Kedua, intervensi aktif adalah cara untuk memindahkan terapi melewati jalan
buntu ini, dan dengan demikian dapat mengatasi resistensi yang terlibat dalam
gejala kecemasan klien tanpa mengatasi resistensi tersebut secara langsung.
Upaya untuk menggali dan menafsirkan termotivasi secara tidak sadar, sifat
resistif kecemasan klienternyata hanya membimbingnya untuk merasa dikritik,
tidak efektif, dan ‘bodoh’serta menimbulkan persepsi bahwa terapis bersikap
memusuhi dan merendahkan. Akhirnya, terapis berharap bahwa dengan aktif
membantu Mr X untuk mengurangi kecemasannya, klien akan memiliki
pengalaman(korektif emosional) langsung dimana
klien dihargai dan dirawat yang akan menerangi dan memperbaiki perlakuan
negatif dalam hubungan antaraklien dan terapis. Dengan begitu Mr X menjadi
lebih mampu mengelola kecemasannya, ia juga menjadi lebih sadar akan pencetus
interpersonal/awal mula gejala ini, dan juga lebih mampu mengeksplorasi makna penghindaran.

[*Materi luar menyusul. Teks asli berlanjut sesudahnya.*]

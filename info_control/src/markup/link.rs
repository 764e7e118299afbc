//! Obsidian link parsing: `[[target]]`, `[[target#heading]]`,
//! `[[target#^block]]`, `[[target|display]]` and combinations.

use regex::Regex;
use serde::{Deserialize, Serialize};
use std::sync::OnceLock;

const LINK_PATTERN: &str = r"\[\[([^\]|#]+)(?:#(\^)?([^\]|]+))?(?:\|([^\]]+))?\]\]";

fn link_regex() -> &'static Regex {
    static LINK: OnceLock<Regex> = OnceLock::new();
    LINK.get_or_init(|| Regex::new(LINK_PATTERN).expect("link pattern is valid"))
}

fn exact_link_regex() -> &'static Regex {
    static EXACT: OnceLock<Regex> = OnceLock::new();
    EXACT.get_or_init(|| {
        Regex::new(&format!("^{}$", LINK_PATTERN)).expect("link pattern is valid")
    })
}

/// A parsed Obsidian wikilink.
#[derive(Debug, Clone, PartialEq, Eq, Hash, Serialize, Deserialize)]
pub struct ObsidianLink {
    pub target: String,
    pub display: Option<String>,
    pub heading: Option<String>,
    pub block_id: Option<String>,
}

impl ObsidianLink {
    pub fn new(target: impl Into<String>) -> Self {
        Self {
            target: target.into(),
            display: None,
            heading: None,
            block_id: None,
        }
    }

    pub fn with_display(mut self, display: impl Into<String>) -> Self {
        self.display = Some(display.into());
        self
    }

    pub fn with_heading(mut self, heading: impl Into<String>) -> Self {
        self.heading = Some(heading.into());
        self
    }

    pub fn with_block_id(mut self, block_id: impl Into<String>) -> Self {
        self.block_id = Some(block_id.into());
        self
    }

    /// Text shown to the reader; the target when no display text is given.
    pub fn display_text(&self) -> &str {
        self.display.as_deref().unwrap_or(&self.target)
    }

    /// Last `/`-delimited segment of the target.
    pub fn filename(&self) -> &str {
        self.target.rsplit('/').next().unwrap_or(&self.target)
    }

    /// Whether the anchor points at a block (`#^id`) rather than a heading.
    pub fn is_block_reference(&self) -> bool {
        self.block_id.is_some()
    }

    /// Render back to wikilink syntax.
    pub fn to_markdown(&self) -> String {
        let mut out = format!("[[{}", self.target);
        if let Some(block_id) = &self.block_id {
            out.push_str("#^");
            out.push_str(block_id);
        } else if let Some(heading) = &self.heading {
            out.push('#');
            out.push_str(heading);
        }
        if let Some(display) = &self.display {
            out.push('|');
            out.push_str(display);
        }
        out.push_str("]]");
        out
    }

    fn from_captures(caps: &regex::Captures<'_>) -> Option<Self> {
        let target = caps.get(1)?.as_str();
        if target.trim().is_empty() {
            return None;
        }
        let is_block = caps.get(2).is_some();
        let anchor = caps.get(3).map(|m| m.as_str().to_string());

        Some(Self {
            target: target.to_string(),
            display: caps.get(4).map(|m| m.as_str().to_string()),
            heading: if is_block { None } else { anchor.clone() },
            block_id: if is_block { anchor } else { None },
        })
    }
}

impl std::fmt::Display for ObsidianLink {
    fn fmt(&self, f: &mut std::fmt::Formatter<'_>) -> std::fmt::Result {
        write!(f, "{}", self.to_markdown())
    }
}

/// Parse a string that consists of exactly one link.
pub fn parse_link(text: &str) -> Option<ObsidianLink> {
    exact_link_regex()
        .captures(text)
        .and_then(|caps| ObsidianLink::from_captures(&caps))
}

/// Extract every link in a markdown document, in order of appearance.
pub fn extract_links(content: &str) -> Vec<ObsidianLink> {
    link_regex()
        .captures_iter(content)
        .filter_map(|caps| ObsidianLink::from_captures(&caps))
        .collect()
}

#[cfg(test)]
mod tests {
    use super::*;

    #[test]
    fn test_simple_link() {
        let link = parse_link("[[characters/アイラ]]").unwrap();
        assert_eq!(link.target, "characters/アイラ");
        assert_eq!(link.display_text(), "characters/アイラ");
        assert_eq!(link.filename(), "アイラ");
        assert!(link.heading.is_none());
        assert!(!link.is_block_reference());
    }

    #[test]
    fn test_heading_and_display() {
        let link = parse_link("[[アイラ#出自|彼女の生まれ]]").unwrap();
        assert_eq!(link.target, "アイラ");
        assert_eq!(link.heading.as_deref(), Some("出自"));
        assert_eq!(link.display_text(), "彼女の生まれ");
    }

    #[test]
    fn test_block_reference() {
        let link = parse_link("[[notes/ep010#^abc123]]").unwrap();
        assert_eq!(link.block_id.as_deref(), Some("abc123"));
        assert!(link.heading.is_none());
        assert!(link.is_block_reference());
    }

    #[test]
    fn test_invalid_links() {
        assert!(parse_link("[[]]").is_none());
        assert!(parse_link("[[   ]]").is_none());
        assert!(parse_link("[[#heading]]").is_none());
        assert!(parse_link("not a link").is_none());
    }

    #[test]
    fn test_round_trip() {
        for text in [
            "[[a]]",
            "[[dir/a|Alias]]",
            "[[a#Heading]]",
            "[[a#^block]]",
            "[[a#^block|shown]]",
            "[[a#Heading|shown]]",
        ] {
            assert_eq!(parse_link(text).unwrap().to_markdown(), text);
        }
    }

    #[test]
    fn test_extract_links() {
        let content = "See [[アイラ]] and [[王都#城|the castle]].\nAlso [[x#^b1]].";
        let links = extract_links(content);
        assert_eq!(links.len(), 3);
        assert_eq!(links[0].target, "アイラ");
        assert_eq!(links[1].display.as_deref(), Some("the castle"));
        assert_eq!(links[2].block_id.as_deref(), Some("b1"));
    }

    #[test]
    fn test_builder_renders() {
        let link = ObsidianLink::new("a").with_heading("h").with_display("d");
        assert_eq!(link.to_string(), "[[a#h|d]]");
    }
}
//! Error types for the story model.

use crate::foreshadowing::ForeshadowingStatus;

/// Errors raised while constructing or mutating model values.
#[derive(Debug, Clone, PartialEq, thiserror::Error)]
pub enum ModelError {
    /// A structural constraint was violated (out-of-range level, bad subtlety, ...).
    #[error("Validation error: {0}")]
    Validation(String),

    /// The foreshadowing state machine rejected the move.
    #[error("Invalid transition: {from} -> {to}")]
    InvalidTransition {
        from: ForeshadowingStatus,
        to: ForeshadowingStatus,
    },
}

pub type ModelResult<T> = Result<T, ModelError>;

Yang paling penting, klien dan terapis mampu untuk membangun kembali aliansi
kerja yang positif dan untuk mengeksplorasi hubungan masa lalu yang bermanfaat,
terutama dengan ayah Mr X, di mana rasa sakit dan ketakutan Mr X itu telah
dipenuhi oleh ketidakpedulian dan ejekan. Saat ia menyatakan, “Dengan
menunjukkan bahwa Anda peduli bagaimana perasaan saya dan bahwa Anda bersedia
untuk membantu dengan cara menerima, Anda membuktikan betapa berbedanya Anda
dari ayah saya. Hal ini memungkinkan saya untuk melihat dan merasakan betapa
sakit hati dan marah padanya ketika ia menertawakan saya saat saya takut, dan
bagaimana saya menyangka saya mendapatkannya dari orang lain sekarang.”
Contoh
kasus ini menunjukkan cara-cara di mana intervensi dari sistem terapi lain
dapat berasimilasi ke dalam terapi psikodinamik, mengubah makna dan dampak dari
intervensi itu, dan berakibat pada perubahan psikodinamik dan interpersonal
yang tidak dapat diantisipasi (kognitif-perilaku dan pengalaman) sistem.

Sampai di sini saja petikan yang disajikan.